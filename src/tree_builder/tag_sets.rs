// Copyright 2014-2017 The arbor Project Developers. See the
// COPYRIGHT file at the top-level directory of this distribution.
//
// Licensed under the Apache License, Version 2.0 <LICENSE-APACHE or
// http://www.apache.org/licenses/LICENSE-2.0> or the MIT license
// <LICENSE-MIT or http://opensource.org/licenses/MIT>, at your
// option. This file may not be copied, modified, or distributed
// except according to those terms.

//! Various sets of HTML tag names, and a macro for declaring them.

use crate::interface::{ExpandedName, Namespace};

macro_rules! declare_tag_set (
    (pub $name:ident = [$supr:ident] - $($tag:tt)+) => {
        pub(crate) fn $name(p: $crate::interface::ExpandedName) -> bool {
            !(p.ns == $crate::interface::Namespace::Html && matches!(p.local, $($tag)|+))
                && $supr(p)
        }
    };

    (pub $name:ident = [$supr:ident] + $($tag:tt)+) => {
        pub(crate) fn $name(p: $crate::interface::ExpandedName) -> bool {
            (p.ns == $crate::interface::Namespace::Html && matches!(p.local, $($tag)|+))
                || $supr(p)
        }
    };

    (pub $name:ident = $($tag:tt)+) => {
        pub(crate) fn $name(p: $crate::interface::ExpandedName) -> bool {
            p.ns == $crate::interface::Namespace::Html && matches!(p.local, $($tag)|+)
        }
    };

    ($name:ident = [$supr:ident] - $($tag:tt)+) => {
        fn $name(p: $crate::interface::ExpandedName) -> bool {
            !(p.ns == $crate::interface::Namespace::Html && matches!(p.local, $($tag)|+))
                && $supr(p)
        }
    };

    ($name:ident = [$supr:ident] + $($tag:tt)+) => {
        fn $name(p: $crate::interface::ExpandedName) -> bool {
            (p.ns == $crate::interface::Namespace::Html && matches!(p.local, $($tag)|+))
                || $supr(p)
        }
    };

    ($name:ident = $($tag:tt)+) => {
        fn $name(p: $crate::interface::ExpandedName) -> bool {
            p.ns == $crate::interface::Namespace::Html && matches!(p.local, $($tag)|+)
        }
    };
);

pub(crate) use declare_tag_set;

#[inline(always)]
pub(crate) fn full_set(_: ExpandedName) -> bool {
    true
}

declare_tag_set!(pub html_default_scope =
    "applet" "caption" "html" "table" "td" "th" "marquee" "object" "template");

#[inline(always)]
pub(crate) fn default_scope(name: ExpandedName) -> bool {
    html_default_scope(name)
        || mathml_text_integration_point(name)
        || svg_html_integration_point(name)
}

declare_tag_set!(pub list_item_scope = [default_scope] + "ol" "ul");
declare_tag_set!(pub button_scope = [default_scope] + "button");
declare_tag_set!(pub table_scope = "html" "table" "template");
declare_tag_set!(pub select_scope = [full_set] - "optgroup" "option");

declare_tag_set!(pub table_body_context = "tbody" "tfoot" "thead" "template" "html");
declare_tag_set!(pub table_row_context = "tr" "template" "html");
declare_tag_set!(pub td_th = "td" "th");

declare_tag_set!(pub implied_end_tags =
    "dd" "dt" "li" "option" "optgroup" "p" "rb" "rp" "rt" "rtc");

declare_tag_set!(pub implied_end_tags_thorough = [implied_end_tags]
    + "caption" "colgroup" "tbody" "td" "tfoot" "th" "thead" "tr");

declare_tag_set!(pub heading_tag = "h1" "h2" "h3" "h4" "h5" "h6");

declare_tag_set!(pub special_tag =
    "address" "applet" "area" "article" "aside" "base" "basefont" "bgsound" "blockquote" "body"
    "br" "button" "caption" "center" "col" "colgroup" "dd" "details" "dir" "div" "dl" "dt" "embed"
    "fieldset" "figcaption" "figure" "footer" "form" "frame" "frameset" "h1" "h2" "h3" "h4" "h5"
    "h6" "head" "header" "hgroup" "hr" "html" "iframe" "img" "input" "isindex" "li" "link"
    "listing" "main" "marquee" "menu" "meta" "nav" "noembed" "noframes" "noscript" "object" "ol"
    "p" "param" "plaintext" "pre" "script" "section" "select" "source" "style" "summary" "table"
    "tbody" "td" "template" "textarea" "tfoot" "th" "thead" "title" "tr" "track" "ul" "wbr" "xmp");

/// <https://html.spec.whatwg.org/#mathml-text-integration-point>
pub(crate) fn mathml_text_integration_point(p: ExpandedName) -> bool {
    p.ns == Namespace::MathMl && matches!(p.local, "mi" | "mo" | "mn" | "ms" | "mtext")
}

/// <https://html.spec.whatwg.org/#html-integration-point>
pub(crate) fn svg_html_integration_point(p: ExpandedName) -> bool {
    // annotation-xml is handled separately, by looking at the encoding
    // attribute of the element itself.
    p.ns == Namespace::Svg && matches!(p.local, "foreignObject" | "desc" | "title")
}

## Activity:
From the records above, transcribe without alteration every line from the one with "(pub $name:ident = $($tag:tt)+)" to the one with "($name:ident = [$supr:ident] - $($tag:tt)+)", inclusive.

## Response below:
    (pub $name:ident = $($tag:tt)+) => {
        pub(crate) fn $name(p: $crate::interface::ExpandedName) -> bool {
            p.ns == $crate::interface::Namespace::Html && matches!(p.local, $($tag)|+)
        }
    };

    ($name:ident = [$supr:ident] - $($tag:tt)+) => {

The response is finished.